Il fallait que la commission fût bien pressée, pour que madame Jeanne en chargeât Simone, elle qui blâmait Guillaume de laisser chaque matin sa fille remonter seule la promenade et la rue du Pavé-Neuf.
La jeune fille était déjà au bas de la rue, quand, sur le seuil d'ardoise, le bout de la robe de madame Jeanne s'effaça en glissant. Le chemin, elle le connaissait. Le canot ne lui faisait pas peur. Elle prit la rame. En vingt coups, dérivant un peu, elle aborda de l'autre côté de la rivière, attacha la chaîne à une pierre saillante, et suivit, à travers le pré, le talus pierreux encaissant le canal du moulin. Personne sur le sentier. Des chevaux blancs sans gardien, dans les pâturages, et devant elle, au premier exhaussement du sol qui s'élevait en colline, les murs rouges, plus visibles parmi leurs peupliers à demi dépouillés de feuilles. Elle ne pouvait s'empêcher de penser à tant de fois que son père était passé là, au dur travail de cette vie sans joie. Elle songeait au sens mystérieux de la commission qu'elle allait remplir, et le souvenir de sa mère, malheureuse aussi, seule dans la petite maison de Saint-Hélier, l'oppressait comme un poids très lourd pour sa jeunesse.

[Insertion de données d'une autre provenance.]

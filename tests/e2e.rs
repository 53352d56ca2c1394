//! End-to-end tests against the backends installed on this machine.
//!
//! These probe the real capability registry and run real tools (pdfium,
//! pdftotext, tesseract, docling, crwl), so they are gated behind the
//! `E2E_ENABLED` environment variable and skip individual cases whose
//! capability is missing.
//!
//! Run with:
//!   E2E_ENABLED=1 cargo test --test e2e -- --nocapture
//!
//! The URL case also needs network access and `E2E_PDF_URL`.

use polyextract::{
    extract_json, BackendId, Capabilities, Capability, ExtractionConfig, ExtractionRequest,
    Extractor, Options, Target, UnifiedResult,
};
use std::path::{Path, PathBuf};

// ── Test helpers ─────────────────────────────────────────────────────────────

macro_rules! e2e_skip_unless_enabled {
    () => {{
        if std::env::var("E2E_ENABLED").is_err() {
            println!("SKIP — set E2E_ENABLED=1 to run e2e tests");
            return;
        }
    }};
}

async fn extractor() -> Extractor {
    Extractor::probed(ExtractionConfig::default())
        .await
        .expect("capability probe")
}

fn require(caps: &Capabilities, cap: Capability) -> bool {
    if caps.is_available(cap) {
        return true;
    }
    let reason = caps
        .status(cap)
        .and_then(|s| s.reason.clone())
        .unwrap_or_default();
    println!("SKIP — {cap} unavailable: {reason}");
    false
}

fn write_pdf(dir: &Path, line: &str) -> PathBuf {
    use lopdf::content::{Content, Operation};
    use lopdf::{dictionary, Document, Object, Stream};

    let mut doc = Document::with_version("1.5");
    let pages_id = doc.new_object_id();
    let font_id = doc.add_object(dictionary! {
        "Type" => "Font",
        "Subtype" => "Type1",
        "BaseFont" => "Helvetica",
    });
    let resources_id = doc.add_object(dictionary! {
        "Font" => dictionary! { "F1" => font_id },
    });
    let content = Content {
        operations: vec![
            Operation::new("BT", vec![]),
            Operation::new("Tf", vec!["F1".into(), 28.into()]),
            Operation::new("Td", vec![72.into(), 700.into()]),
            Operation::new("Tj", vec![Object::string_literal(line)]),
            Operation::new("ET", vec![]),
        ],
    };
    let content_id = doc.add_object(Stream::new(dictionary! {}, content.encode().unwrap()));
    let page_id = doc.add_object(dictionary! {
        "Type" => "Page",
        "Parent" => pages_id,
        "Contents" => content_id,
    });
    doc.objects.insert(
        pages_id,
        Object::Dictionary(dictionary! {
            "Type" => "Pages",
            "Kids" => vec![page_id.into()],
            "Count" => 1,
            "Resources" => resources_id,
            "MediaBox" => vec![0.into(), 0.into(), 612.into(), 792.into()],
        }),
    );
    let catalog_id = doc.add_object(dictionary! {
        "Type" => "Catalog",
        "Pages" => pages_id,
    });
    doc.trailer.set("Root", catalog_id);
    let path = dir.join("e2e.pdf");
    doc.save(&path).unwrap();
    path
}

/// Assert the invariants every well-formed result satisfies.
fn assert_well_formed(r: &UnifiedResult, context: &str) {
    assert_eq!(r.success, r.error.is_none(), "[{context}] success/error mismatch");
    if r.success {
        assert!(
            !r.document.text.contains("\n\n\n"),
            "[{context}] uncollapsed blank lines"
        );
        if !r.document.markdown.is_empty() {
            assert!(r.document.markdown.ends_with('\n'), "[{context}] markdown newline");
        }
    }
    let invoked: Vec<BackendId> = r
        .attempts
        .iter()
        .filter(|a| !a.outcome.is_skipped())
        .map(|a| a.backend)
        .collect();
    assert_eq!(invoked, r.backends_used, "[{context}] attempt log mismatch");
}

// ── Tests ────────────────────────────────────────────────────────────────────

#[tokio::test(flavor = "multi_thread")]
async fn e2e_probe_report_serialises() {
    e2e_skip_unless_enabled!();
    let ex = extractor().await;
    let json = serde_json::to_value(ex.capabilities()).unwrap();
    println!("{}", serde_json::to_string_pretty(&json).unwrap());
    assert!(ex.capabilities().is_available(Capability::Lopdf));
    assert!(ex.capabilities().is_available(Capability::TextScrape));
}

#[tokio::test(flavor = "multi_thread")]
async fn e2e_pdf_with_installed_backends() {
    e2e_skip_unless_enabled!();
    let dir = tempfile::tempdir().unwrap();
    let path = write_pdf(dir.path(), "Cascade end to end");

    let result = extractor()
        .await
        .extract(&ExtractionRequest::new(Target::Path(path)))
        .await;

    println!("backends: {:?}", result.backends_used);
    assert_well_formed(&result, "pdf");
    assert!(result.success, "{:?}", result.error);
    assert!(result.document.text.contains("Cascade end to end"));
}

#[tokio::test(flavor = "multi_thread")]
async fn e2e_pdftotext_alone() {
    e2e_skip_unless_enabled!();
    let ex = extractor().await;
    if !require(ex.capabilities(), Capability::Pdftotext) {
        return;
    }
    let dir = tempfile::tempdir().unwrap();
    let path = write_pdf(dir.path(), "Poppler says hello");
    let request = ExtractionRequest::new(Target::Path(path)).with_options(
        Options::new()
            .with("backends", "pdftotext")
            .with("disable_fallback", true),
    );

    let result = ex.extract(&request).await;
    assert_well_formed(&result, "pdftotext");
    assert_eq!(result.backends_used, vec![BackendId::Pdftotext]);
    assert!(result.document.text.contains("Poppler says hello"));
}

#[tokio::test(flavor = "multi_thread")]
async fn e2e_tesseract_handles_blank_image() {
    e2e_skip_unless_enabled!();
    let ex = extractor().await;
    if !require(ex.capabilities(), Capability::Tesseract) {
        return;
    }
    // OCR finds no words, so the attempt fails and the image fallback answers.
    let dir = tempfile::tempdir().unwrap();
    let path = dir.path().join("blank.png");
    image::RgbImage::from_pixel(300, 100, image::Rgb([255, 255, 255]))
        .save(&path)
        .unwrap();

    let result = ex
        .extract(&ExtractionRequest::new(Target::Path(path)))
        .await;
    assert_well_formed(&result, "tesseract");
    assert_eq!(result.backends_used.first(), Some(&BackendId::Tesseract));
}

#[tokio::test(flavor = "multi_thread")]
async fn e2e_pdf_url() {
    e2e_skip_unless_enabled!();
    let Ok(url) = std::env::var("E2E_PDF_URL") else {
        println!("SKIP — set E2E_PDF_URL to a reachable PDF");
        return;
    };
    let json = serde_json::json!({ "url": url }).to_string();
    let result = extract_json(&json, &ExtractionConfig::default()).await;
    assert_well_formed(&result, "pdf url");
    assert!(result.success, "{:?}", result.error);
    assert_eq!(result.document.format, "pdf");
}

Aucune trace n'était restée dans sa mémoire du chemin qu'elle suivait. Des feuilles toutes d'or, tournant sur leur queue pendante, venaient au-devant d'elle, portées par la brise d'automne. Arrivée au pied du double rang de peupliers qui enveloppait le moulin, elle se rappela que son père inclinait à gauche, le matin. Et, dans la paroi des murs qu'on ne pouvait distinguer des bords du Guer et qui regardait au loin la grande rue de Kérampont, elle découvrit une porte: l'ayant poussée, elle entra. Derrière l'enceinte de construction récente, au delà d'une grande charroyère pleine de débris de charbon, le moulin, bâti en long, bas d'étage, percé de fenêtres inégales, comme les très anciennes choses, indéfiniment refaites et réparées, craquait de toutes parts. «C'est si pauvre là-bas!» Oh! oui, Simone put mesurer d'un coup d'œil cette misère dont le père avait honte, et la tristesse de ce grand bâtiment dont les deux ailes, où le travail avait cessé, closes, barricadées, sans bruit de machine, avaient un air de mort. Dans le pavillon seulement, au milieu, des meules tournaient, en petit nombre. La terre tremblait dans l'enclos. Un chauffeur traversa l'allée. Un porteur de sacs se pencha par une fenêtre. Simone n'eut pas la tentation de s'arrêter. Elle continua sa route, ayant aperçu, accolée au mur d'enceinte, une construction légère qui devait être les bureaux.
M. L'Héréec se trouvait dans la première pièce, éclairée par une baie vitrée, ouvrant sur l'usine. Il ne voyait pas venir Simone. La tête appuyée sur un coude, il était absorbé par un travail difficile que l'entrée de la jeune fille interrompit, pas tout de suite cependant. Il demeura penché, réfléchissant, comparant deux livres. Et ce fut seulement quand trois doigts d'enfant se posèrent sur son épaule que, d'un mouvement brusque, il se retourna.
Le visage de Simone souriait, au-dessus de lui.
—Toi, Simone?
—Je viens vous chercher. Grand'mère est inquiète.
Il passa la main sur son visage, pour en effacer les rides creusées par le travail et l'expression trop sombre qu'il y sentait fixée.
—Oui, dit-il, je ne suis pas rentré pour déjeuner avec vous. J'ai eu beaucoup de travail, ma petite Simone. Cela t'étonne, n'est-ce pas?